Há uns tempos expliquei-lhes como funcionava o nosso cérebro utilizando a palma da mão. Recorri ao exemplo do Dr. Daniel Siegel para o fazer. Elas sabem que no estado normal (mão totalmente fechada) a parte racional está harmoniosamente conectada ao chamado cérebro primitivo, onde está a amígdala, não a deixando fazer as suas travessuras. É que é a esta malandra que se deve a transformação indesejada da mãe.

Quando a amígdala se arma em esperta, apanhando o córtex pré-frontal distraído nas suas divagações intelectuais, corta-lhe o acesso às informações e durante um período, alimentada pela intensidade inebriante das emoções, é ela que manda e liberta o dragão que há na mãe. Garanto-vos que não é coisa bonita de se ver.

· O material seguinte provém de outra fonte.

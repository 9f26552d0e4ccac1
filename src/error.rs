use uuid::Uuid;

use crate::types::{AggregateVersion, SequenceNumber};

/// Error type returned by every fallible operation in this crate.
///
/// Local precondition failures ([`ClientError::Validation`]) are always raised
/// before any network call. Nothing in this crate retries on its own: conflicts,
/// transport failures and handler failures are surfaced to the caller of the
/// operation that hit them.
#[derive(thiserror::Error, Debug)]
pub enum ClientError {
    /// Malformed local input: empty credentials, bad partition arguments, a type
    /// filter on a named feed, a negative cursor position, a nil aggregate id.
    #[error("validation error: {0}")]
    Validation(String),
    /// The aggregate has no event history on the remote store.
    #[error("aggregate {aggregate_type}/{aggregate_id} not found")]
    NotFound {
        aggregate_type: String,
        aggregate_id: Uuid,
    },
    /// Conditional append failed: the remote version no longer matches the
    /// expected one. Reload-decide-append again is the caller's decision.
    #[error("version conflict on aggregate {aggregate_id}: expected version {expected_version}")]
    ConcurrencyConflict {
        aggregate_id: Uuid,
        expected_version: AggregateVersion,
    },
    /// A fold encountered an event type with no registered handler and no
    /// ignore policy.
    #[error("no fold handler registered for event type `{event_type}`")]
    MissingHandler { event_type: String },
    /// A cursor was asked to move backward or stand still.
    #[error("cursor cannot advance to {requested}: current position is {current}")]
    NonMonotonicCursor {
        current: SequenceNumber,
        requested: SequenceNumber,
    },
    /// Network level failure.
    #[error(transparent)]
    Transport(#[from] reqwest::Error),
    /// Non-2xx response not otherwise classified.
    #[error("unexpected http status {status}: {body}")]
    Http { status: u16, body: String },
    /// Serialization/deserialization error.
    #[error(transparent)]
    Json(#[from] serde_json::Error),
    /// Error raised by a caller-supplied feed entry handler.
    #[error(transparent)]
    Handler(Box<dyn std::error::Error + Send + Sync>),
}

impl ClientError {
    /// Classify a non-2xx response from the aggregates resource.
    pub(crate) fn from_aggregate_status(
        status: u16,
        body: String,
        aggregate_type: &str,
        aggregate_id: Uuid,
        expected_version: Option<AggregateVersion>,
    ) -> Self {
        match status {
            404 => Self::NotFound {
                aggregate_type: aggregate_type.to_string(),
                aggregate_id,
            },
            409 => Self::ConcurrencyConflict {
                aggregate_id,
                expected_version: expected_version.unwrap_or_default(),
            },
            400 | 422 => Self::Validation(body),
            _ => Self::Http { status, body },
        }
    }

    /// True for conflicts that a caller-supplied retry strategy may act upon.
    pub fn is_conflict(&self) -> bool {
        matches!(self, Self::ConcurrencyConflict { .. })
    }
}
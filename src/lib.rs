//! svelte-mode - submode region management for Svelte component files
//!
//! A Svelte file is HTML-like markup with embedded script and style
//! regions and script expressions inside attributes. This crate tags every
//! position with the language that owns it, switches buffer-scoped
//! variables as the cursor crosses regions, and routes indentation and
//! fontification to the owning language.

pub mod backend;
pub mod buffer;
pub mod command;
pub mod config;
pub mod document;
pub mod error;
pub mod fontify;
pub mod host;
pub mod indent;
pub mod interval;
pub mod locals;
pub mod render;
pub mod switch;
pub mod syntax;
pub mod tagger;

use std::path::Path;

pub use backend::{BackendId, Registry, Tag};
pub use config::{Config, TagRelativeIndent};
pub use document::Document;
pub use error::{ModeError, Result};

/// File extensions opened in svelte mode
pub const EXTENSIONS: &[&str] = &["svelte"];

/// Whether `path` should be opened in svelte mode
pub fn auto_mode(path: &Path) -> bool {
    path.extension()
        .and_then(|ext| ext.to_str())
        .is_some_and(|ext| EXTENSIONS.iter().any(|e| e.eq_ignore_ascii_case(ext)))
}
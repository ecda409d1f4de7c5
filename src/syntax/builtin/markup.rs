//! Host markup grammar (HTML with Svelte template syntax)

use crate::error::Result;
use crate::syntax::language::Grammar;
use crate::syntax::rules::{MultilineRule, PatternRule};
use crate::syntax::Face;

/// Create the host markup grammar
///
/// Template block keywords and directive prefixes come from the document
/// configuration.
pub fn markup_grammar(block_keywords: &[String], directive_prefixes: &[String]) -> Result<Grammar> {
    let mut grammar = Grammar::new("Svelte");

    // Comments
    grammar.add_multiline(MultilineRule::new("comment", r"<!--", r"-->", Face::Comment, 1)?);

    // Template blocks: {#if}, {:else}, {/each}, plus {@html} and friends
    let keywords = alternation(block_keywords);
    grammar.add_pattern(PatternRule::new(
        "block",
        &format!(r"\{{[#:/](?:{keywords})\b"),
        Face::Keyword,
        95,
    )?);
    grammar.add_pattern(PatternRule::new(
        "special_tag",
        r"\{@(?:html|debug|const|render)\b",
        Face::Keyword,
        94,
    )?);

    // Tag names, including <svelte:head> style names
    grammar.add_pattern(PatternRule::new("tag_name", r"</?[A-Za-z][\w.:-]*", Face::TagName, 90)?);

    // Directive attributes
    let prefixes = alternation(directive_prefixes);
    grammar.add_pattern(PatternRule::new(
        "directive",
        &format!(r"\b(?:{prefixes}):[\w.|-]+"),
        Face::Directive,
        85,
    )?);

    // Attribute values
    grammar.add_pattern(PatternRule::new("string", r#""[^"]*""#, Face::String, 80)?);

    // Plain attribute names
    grammar.add_pattern(PatternRule::new("attribute", r"\b[A-Za-z_][\w-]*=", Face::Attribute, 70)?);

    // Character entities
    grammar.add_pattern(PatternRule::new("entity", r"&(?:[A-Za-z]+|#\d+);", Face::Constant, 60)?);

    Ok(grammar)
}

pub(crate) fn alternation(words: &[String]) -> String {
    words
        .iter()
        .map(|w| regex::escape(w.trim()))
        .collect::<Vec<_>>()
        .join("|")
}

#[cfg(test)]
mod tests {
    use super::*;
    use crate::config::Config;
    use crate::syntax::LineState;

    fn grammar() -> Grammar {
        let config = Config::default();
        markup_grammar(&config.block_keywords, &config.directive_prefixes).unwrap()
    }

    #[test]
    fn test_tag_name() {
        let result = grammar().highlight_line("<style>", LineState::default());
        assert!(result.spans.iter().any(|s| s.start == 0 && s.face == Face::TagName));
    }

    #[test]
    fn test_block_keyword() {
        let result = grammar().highlight_line("{#if x}", LineState::default());
        assert!(result.spans.iter().any(|s| s.start == 0 && s.end == 4 && s.face == Face::Keyword));
    }

    #[test]
    fn test_directive() {
        let result = grammar().highlight_line("<input bind:value={name}>", LineState::default());
        assert!(result.spans.iter().any(|s| s.start == 7 && s.face == Face::Directive));
    }

    #[test]
    fn test_comment_spans_lines() {
        let result = grammar().highlight_line("<!-- <script>", LineState::default());
        assert!(result.end_state.is_open());
    }
}
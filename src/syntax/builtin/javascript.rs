//! JavaScript and TypeScript grammars

use crate::error::Result;
use crate::syntax::language::Grammar;
use crate::syntax::rules::{MultilineRule, PatternRule};
use crate::syntax::Face;

const KEYWORDS: &str = r"\b(async|await|break|case|catch|class|const|continue|debugger|default|delete|do|else|export|extends|finally|for|from|function|if|import|in|instanceof|let|new|of|return|static|super|switch|this|throw|try|typeof|var|void|while|with|yield)\b";

const TYPESCRIPT_KEYWORDS: &str = r"\b(abstract|as|declare|enum|implements|interface|keyof|namespace|private|protected|public|readonly|satisfies|type)\b";

/// Create the JavaScript grammar
pub fn javascript_grammar() -> Result<Grammar> {
    let mut grammar = Grammar::new("JavaScript");
    add_common_rules(&mut grammar)?;
    Ok(grammar)
}

/// Create the TypeScript grammar (JavaScript plus type-level syntax)
pub fn typescript_grammar() -> Result<Grammar> {
    let mut grammar = Grammar::new("TypeScript");
    add_common_rules(&mut grammar)?;

    grammar.add_pattern(PatternRule::new("ts_keyword", TYPESCRIPT_KEYWORDS, Face::Keyword, 79)?);

    // Type annotations after a colon
    grammar.add_pattern(PatternRule::new(
        "type_annotation",
        r"\b(string|number|boolean|unknown|never|any|object|bigint|symbol)\b",
        Face::Type,
        76,
    )?);

    Ok(grammar)
}

fn add_common_rules(grammar: &mut Grammar) -> Result<()> {
    // Block comments
    grammar.add_multiline(MultilineRule::new("block_comment", r"/\*", r"\*/", Face::Comment, 1)?);

    // Template literals span lines
    grammar.add_multiline(MultilineRule::new("template", r"`", r"`", Face::String, 2)?.escaped_by('\\'));

    // Line comments
    grammar.add_pattern(PatternRule::new("line_comment", r"//.*$", Face::Comment, 100)?);

    // Strings
    grammar.add_pattern(PatternRule::new(
        "string",
        r#""(?:[^"\\]|\\.)*"|'(?:[^'\\]|\\.)*'"#,
        Face::String,
        90,
    )?);

    // Keywords
    grammar.add_pattern(PatternRule::new("keyword", KEYWORDS, Face::Keyword, 80)?);

    // Literal names
    grammar.add_pattern(PatternRule::new(
        "constant",
        r"\b(true|false|null|undefined|NaN|Infinity)\b",
        Face::Constant,
        78,
    )?);

    // Svelte reactive label
    grammar.add_pattern(PatternRule::new("reactive", r"^\s*\$:", Face::Keyword, 77)?);

    // Class-like names
    grammar.add_pattern(PatternRule::new("type", r"\b[A-Z][A-Za-z0-9_]*\b", Face::Type, 70)?);

    // Function calls and declarations
    grammar.add_pattern(PatternRule::new(
        "function",
        r"\b[a-z_$][A-Za-z0-9_$]*\s*\(",
        Face::Function,
        60,
    )?);

    // Numbers
    grammar.add_pattern(PatternRule::new("hex", r"\b0[xX][0-9a-fA-F_]+n?\b", Face::Number, 65)?);
    grammar.add_pattern(PatternRule::new(
        "number",
        r"\b\d[\d_]*(?:\.\d+)?(?:[eE][+-]?\d+)?n?\b",
        Face::Number,
        64,
    )?);

    // Operators
    grammar.add_pattern(PatternRule::new(
        "operator",
        r"=>|[+\-*/%&|^!<>=~?]+",
        Face::Operator,
        40,
    )?);

    Ok(())
}
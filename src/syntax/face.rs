//! Faces for fontification
//!
//! This module defines the semantic faces the grammars assign to
//! text and their default visual styles.

use super::style::{Color, Style};

/// Semantic faces for fontification
#[derive(Debug, Clone, Copy, PartialEq, Eq, Hash, Default)]
pub enum Face {
    /// Comments in any language
    Comment,
    /// String literals and attribute values
    String,
    /// Numeric literals, hex colors, dimensions
    Number,
    /// Language keywords and template block keywords
    Keyword,
    /// Type names
    Type,
    /// Function names and CSS functions
    Function,
    /// Operators
    Operator,
    /// Constants, entities and literal names
    Constant,
    /// Variables (`$var` in SCSS)
    Variable,
    /// Plain markup attributes
    Attribute,
    /// Directive attributes (`on:`, `bind:`, ...)
    Directive,
    /// Markup tag names
    TagName,
    /// CSS selectors
    Selector,
    /// CSS property names
    Property,
    /// No special fontification
    #[default]
    Default,
}

impl Face {
    /// Get the default style for this face
    pub fn default_style(&self) -> Style {
        match self {
            Face::Comment => Style::fg(Color::BrightBlack).with_italic(),
            Face::String => Style::fg(Color::Green),
            Face::Number => Style::fg(Color::Cyan),
            Face::Keyword => Style::fg(Color::Magenta).with_bold(),
            Face::Type => Style::fg(Color::Yellow),
            Face::Function => Style::fg(Color::Blue),
            Face::Operator => Style::fg(Color::BrightWhite),
            Face::Constant => Style::fg(Color::BrightRed),
            Face::Variable => Style::fg(Color::BrightYellow),
            Face::Attribute => Style::fg(Color::BrightBlue),
            Face::Directive => Style::fg(Color::BrightMagenta),
            Face::TagName => Style::fg(Color::Blue).with_bold(),
            Face::Selector => Style::fg(Color::BrightCyan),
            Face::Property => Style::fg(Color::Yellow),
            Face::Default => Style::default(),
        }
    }

    /// Get a human-readable name for this face
    pub fn name(&self) -> &'static str {
        match self {
            Face::Comment => "comment",
            Face::String => "string",
            Face::Number => "number",
            Face::Keyword => "keyword",
            Face::Type => "type",
            Face::Function => "function-name",
            Face::Operator => "operator",
            Face::Constant => "constant",
            Face::Variable => "variable-name",
            Face::Attribute => "attribute",
            Face::Directive => "directive",
            Face::TagName => "tag-name",
            Face::Selector => "selector",
            Face::Property => "property",
            Face::Default => "default",
        }
    }
}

Felizmente, a mãe já sabe como isto funciona e arranjou uma forma de avisar as meninas sempre que pressente que o dragão quer aparecer.

Quando ainda lhe resta um mínimo de consciência, ela abre a mão, deixando unicamente o polegar encostado à palma, e diz-lhes: Eu estou a ficar assim. As meninas já conhecem o código. Sabem que aquela que naquele momento lhes fala já não é a mãe, mas um híbrido mãe-besta em plena progressão (e não para a sua melhor versão). Nessa altura, se não querem enfrentar a temível fera, só há uma solução: acalmarem-se e ajudarem a mãe a acalmar-se para que o dragão volte a dormir e a mãe assuma o seu estado normal.

Curiosamente, numa manhã destas em que uma das meninas estava tomada pela irritante Dona Birra, a mãe (à qual escasseavam no momento recursos) teve a ousadia de arranjar uma nova estratégia. Precisamente, no momento em que o dragão abriu os olhos, a mãe, qual valente cavaleiro, abraçou a filha e gritou a plenos pulmões. Por uns instantes mãe e filha gritavam. Depois apenas a mãe gritava. E, finalmente, o silêncio. A menina não conhecia esta faceta da mãe.

– Mãe, assustaste-me…

– A sério, filha? Mas teve de ser…

– ‘Teve de ser’?! Porquê?

– A Dona Birra não estava sossegada e acordou o dragão. Tu sabes como é o dragão quando o acordam, não sabes?

– Sei…

– Pois. Então a mãe, abraçou-te e gritou bem alto para te proteger. E sabes o que aconteceu?

– O quê?

– O dragão desistiu. Foi-se embora e voltou a dormir.

– Ainda bem…

– E a Dona Birra, como está?

– Acho que também se foi embora.

E foi assim que mãe e filha ficaram mais tranquilas, sem donas birras a provocar o dragão e sem dragões assustadores a estragar a manhã, quiçá todo o dia de ambas.

Mas não se deixem enganar. O dragão é manhoso e está sempre à espreita, à espera de uma oportunidade para aparecer e fazer das suas.

Deixo por isso um conselho a todas as mães e pais. Visto que estamos a lidar com animais perigosos, nunca é demais procurar conhecer melhor estas feras adormecidas que habitam nos nossos vales interiores mais sombrios. É meio caminho andado para as mantermos debaixo de olho e, ao mínimo sinal, podemos usar os nossos recursos, as armas que treinámos e tivermos ao alcance, para protegermos os nossos filhos e a nós mesmos.

O desafio é portanto este:

Conheçam o vosso inimigo. Escolham as vossas armas!